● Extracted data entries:

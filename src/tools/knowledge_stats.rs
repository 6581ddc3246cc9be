use schemars::JsonSchema;
use serde::{Deserialize, Serialize};

#[derive(Debug, Serialize, Deserialize, JsonSchema)]
pub struct KnowledgeStatsParams {}
use anyhow::{bail, Context, Result};
use serde::Deserialize;
use std::path::{Path, PathBuf};
use tracing::info;

use crate::knowledge::ranking;
use crate::knowledge::tier::TierThresholds;
use crate::knowledge::write::SuggestionSettings;

#[derive(Debug, Deserialize, Clone)]
#[serde(default)]
pub struct TenetConfig {
    pub server: ServerConfig,
    pub storage: StorageConfig,
    pub suggestion: SuggestionConfig,
}

#[derive(Debug, Deserialize, Clone)]
#[serde(default)]
pub struct ServerConfig {
    pub transport: String,
    pub host: String,
    pub port: u16,
    pub log_level: String,
}

#[derive(Debug, Deserialize, Clone)]
#[serde(default)]
pub struct StorageConfig {
    pub db_path: String,
}

#[derive(Debug, Deserialize, Clone)]
#[serde(default)]
pub struct SuggestionConfig {
    pub thresholds: TierThresholds,
    pub default_limit: usize,
    pub default_min_score: f64,
}

impl Default for TenetConfig {
    fn default() -> Self {
        Self {
            server: ServerConfig::default(),
            storage: StorageConfig::default(),
            suggestion: SuggestionConfig::default(),
        }
    }
}

impl Default for ServerConfig {
    fn default() -> Self {
        Self {
            transport: "stdio".into(),
            host: "127.0.0.1".into(),
            port: 8217,
            log_level: "info".into(),
        }
    }
}

impl Default for StorageConfig {
    fn default() -> Self {
        let db_path = default_tenet_dir()
            .join("knowledge.db")
            .to_string_lossy()
            .into_owned();
        Self { db_path }
    }
}

impl Default for SuggestionConfig {
    fn default() -> Self {
        Self {
            thresholds: TierThresholds::default(),
            default_limit: ranking::DEFAULT_LIMIT,
            default_min_score: ranking::DEFAULT_MIN_SCORE,
        }
    }
}

/// Returns `~/.tenet/`
pub fn default_tenet_dir() -> PathBuf {
    dirs::home_dir()
        .expect("home directory must exist")
        .join(".tenet")
}

/// Returns the default config file path: `~/.tenet/config.toml`
pub fn default_config_path() -> PathBuf {
    default_tenet_dir().join("config.toml")
}

impl TenetConfig {
    /// Load config from TOML file (if it exists), apply env var overrides,
    /// then validate. Invalid tier thresholds are fatal here — before any
    /// request is served.
    pub fn load() -> Result<Self> {
        Self::load_from(default_config_path())
    }

    /// Load from a specific path, then apply env var overrides and validate.
    pub fn load_from(path: impl AsRef<Path>) -> Result<Self> {
        let path = path.as_ref();
        let mut config = if path.exists() {
            let contents = std::fs::read_to_string(path).context("failed to read config file")?;
            toml::from_str(&contents).context("failed to parse config TOML")?
        } else {
            info!("no config file at {}, using defaults", path.display());
            TenetConfig::default()
        };

        config.apply_env_overrides();
        config.validate()?;
        Ok(config)
    }

    /// Apply environment variable overrides (TENET_DB, TENET_LOG_LEVEL).
    fn apply_env_overrides(&mut self) {
        if let Ok(val) = std::env::var("TENET_DB") {
            self.storage.db_path = val;
        }
        if let Ok(val) = std::env::var("TENET_LOG_LEVEL") {
            self.server.log_level = val;
        }
    }

    /// Startup-time validation.
    pub fn validate(&self) -> Result<()> {
        if let Err(e) = self.suggestion.thresholds.validate() {
            bail!("invalid configuration: {e}");
        }
        if self.suggestion.default_limit == 0 {
            bail!("invalid configuration: suggestion.default_limit must be at least 1");
        }
        Ok(())
    }

    /// Resolve the database path, expanding `~` if needed.
    pub fn resolved_db_path(&self) -> PathBuf {
        expand_tilde(&self.storage.db_path)
    }

    /// The per-request suggestion settings derived from this config.
    pub fn suggestion_settings(&self) -> SuggestionSettings {
        SuggestionSettings {
            thresholds: self.suggestion.thresholds,
            limit: self.suggestion.default_limit,
            min_score: self.suggestion.default_min_score,
        }
    }
}

pub fn expand_tilde(path: &str) -> PathBuf {
    if let Some(rest) = path.strip_prefix("~/") {
        dirs::home_dir()
            .expect("home directory must exist")
            .join(rest)
    } else {
        PathBuf::from(path)
    }
}

#[cfg(test)]
mod tests {
    use super::*;

    #[test]
    fn default_config_is_valid() {
        let config = TenetConfig::default();
        assert_eq!(config.server.transport, "stdio");
        assert_eq!(config.server.log_level, "info");
        assert!(config.storage.db_path.ends_with("knowledge.db"));
        assert_eq!(config.suggestion.thresholds.gentle_nudge, 35.0);
        assert!(config.validate().is_ok());
    }

    #[test]
    fn parse_toml_config() {
        let toml_str = r#"
[server]
log_level = "debug"

[storage]
db_path = "/tmp/test.db"

[suggestion]
default_limit = 10

[suggestion.thresholds]
gentle_nudge = 30.0
"#;
        let config: TenetConfig = toml::from_str(toml_str).unwrap();
        assert_eq!(config.server.log_level, "debug");
        assert_eq!(config.storage.db_path, "/tmp/test.db");
        assert_eq!(config.suggestion.default_limit, 10);
        assert_eq!(config.suggestion.thresholds.gentle_nudge, 30.0);
        // defaults still apply for unset fields
        assert_eq!(config.suggestion.thresholds.hard_block, 45.0);
    }

    #[test]
    fn misordered_thresholds_fail_validation() {
        let toml_str = r#"
[suggestion.thresholds]
gentle_nudge = 70.0
hard_block = 45.0
auto_update = 60.0
"#;
        let config: TenetConfig = toml::from_str(toml_str).unwrap();
        assert!(config.validate().is_err());
    }

    #[test]
    fn env_overrides_apply() {
        let mut config = TenetConfig::default();
        std::env::set_var("TENET_DB", "/tmp/override.db");
        std::env::set_var("TENET_LOG_LEVEL", "trace");

        config.apply_env_overrides();

        assert_eq!(config.storage.db_path, "/tmp/override.db");
        assert_eq!(config.server.log_level, "trace");

        // Clean up
        std::env::remove_var("TENET_DB");
        std::env::remove_var("TENET_LOG_LEVEL");
    }
}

● WORK REQUIRED: Among the lines above, please find those with "Returns" and copy them.

● ANSWER TO THE PROBLEM:
/// Returns `~/.tenet/`
/// Returns the default config file path: `~/.tenet/config.toml`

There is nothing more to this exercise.